SQL storage infrastructure

Given the inherent complexity of protist biology (for example, traits can vary across life stages, environments, or strains) the choice to use SQL might seem counterintuitive: why impose a tabular structure on data that resist tidy rows and columns? In EukTrait, SQL is used to provide a stable backbone for taxa, sources, and material references, while relational links and JSON fields let traits, measurements, qualifiers, and contextual information coexist.
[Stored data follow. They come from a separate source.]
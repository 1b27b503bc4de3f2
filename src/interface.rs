//! Connection to the controller: a command register and a data register
//!
//! The SSD1306 either sits on an I2C bus, where a control byte in front of every write selects
//! the register, or on a 4-wire SPI bus, where the DC pin does.

use embedded_hal::{
    digital::OutputPin,
    i2c::{I2c, Operation},
    spi::SpiDevice,
};

/// The two write operations the driver needs from a bus
pub trait DisplayInterface {
    /// Error returned by the underlying bus
    type Error: core::fmt::Debug;

    /// Sends a single byte to the command register
    fn write_command(&mut self, command: u8) -> Result<(), Self::Error>;

    /// Sends a block of bytes to the display RAM
    fn write_data(&mut self, data: &[u8]) -> Result<(), Self::Error>;
}

/// Default 7-bit I2C address, `0x3D` when the SA0 pin is pulled high
pub const DEFAULT_ADDRESS: u8 = 0x3C;

/// Control byte: the following byte is a command
const CONTROL_COMMAND: u8 = 0x00;
/// Control byte: the following bytes are display data
const CONTROL_DATA: u8 = 0x40;

/// I2C connection
pub struct I2cInterface<I2C> {
    i2c: I2C,
    address: u8,
}

impl<I2C> I2cInterface<I2C> {
    /// Connects to the display at [`DEFAULT_ADDRESS`]
    pub fn new(i2c: I2C) -> Self {
        Self::with_address(i2c, DEFAULT_ADDRESS)
    }

    /// Connects to the display at a 7-bit `address`
    pub fn with_address(i2c: I2C, address: u8) -> Self {
        I2cInterface { i2c, address }
    }

    /// Gives back the bus
    pub fn release(self) -> I2C {
        self.i2c
    }
}

impl<I2C: I2c> DisplayInterface for I2cInterface<I2C> {
    type Error = I2C::Error;

    fn write_command(&mut self, command: u8) -> Result<(), Self::Error> {
        self.i2c.write(self.address, &[CONTROL_COMMAND, command])
    }

    fn write_data(&mut self, data: &[u8]) -> Result<(), Self::Error> {
        // adjacent writes of a transaction go out without a restart, as one bus transfer
        self.i2c.transaction(
            self.address,
            &mut [Operation::Write(&[CONTROL_DATA]), Operation::Write(data)],
        )
    }
}

/// 4-wire SPI connection, the DC pin selects the register
pub struct SpiInterface<SPI, DC> {
    spi: SPI,
    /// Data/Command Control Pin (High for data, Low for command)
    dc: DC,
}

impl<SPI, DC> SpiInterface<SPI, DC> {
    /// Creates a new `SpiInterface` object
    pub fn new(spi: SPI, dc: DC) -> Self {
        SpiInterface { spi, dc }
    }

    /// Gives back the bus and the DC pin
    pub fn release(self) -> (SPI, DC) {
        (self.spi, self.dc)
    }
}

impl<SPI: SpiDevice, DC: OutputPin> DisplayInterface for SpiInterface<SPI, DC> {
    type Error = SPI::Error;

    fn write_command(&mut self, command: u8) -> Result<(), Self::Error> {
        // low for commands
        let _ = self.dc.set_low();
        self.spi.write(&[command])
    }

    fn write_data(&mut self, data: &[u8]) -> Result<(), Self::Error> {
        // high for data
        let _ = self.dc.set_high();
        self.spi.write(data)
    }
}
In short, SQL supports storage, indexing, and querying, but the design preserves the richness, variability, and “messiness” of protist biology.

Core Tables

taxa – stores taxonomic information, including scientific name, rank, authorship (authority), parent taxa (JSON array), etymology, type material, and type locality. Links to the source table via authority_source_id.
sources – stores references and citations, structured bibliographic info, identifiers (DOI, ISBN, internal IDs), type, language, access, and curatorial metadata.
materials – captures specimens or cultures, including type status, preservation, culture collection, and origin.
assertions – the heart of our database. Each observation links a taxon, a source, and optionally a material. Traits and context are stored as JSON to retain richness, e.g., numeric ranges, life stage, evidence type, or other qualifiers. The domain field links each assertion to an ontology domain (morphology, nutrition, ecology, etc.).

Each table has indexes on key fields to support fast queries, e.g., searching by taxon_id, source_id, or DOI.

Design Principles

Tables first, but not purely tabular
Taxonomy, sources, and specimens are naturally tabular.
Traits and qualifiers are stored in JSON fields to accommodate flexible, context-dependent observations.
Every observation is linked
assertions connect taxa, sources, and materials.
domain allows filtering by ontology (morphology, nutrition, ecology, etc.).
JSON ensures flexibility for unusual or new traits without changing the schema.
Versioning and maintenance
Timestamps created_at and updated_at track changes.
Foreign keys maintain relational integrity, but JSON allows evolving content.
Database can be rebuilt or migrated via build_db.py, preserving internal IDs.

Example Observation

A morphological measurement:

taxon_id: TAX_000001
source_id: SRC_000001
feature: cell_body
trait: length
value: {"mean":6.8,"min":5.2,"max":8.7,"unit":"µm"}
qualifiers: {"life_stage":["active"],"evidence":["light_microscopy"]}

Numeric ranges and categorical descriptors are preserved, along with context for life stage, method, or experimental conditions.

This design allows scalable growth, easy versioning, and future integration with web interfaces, validators, and analysis pipelines.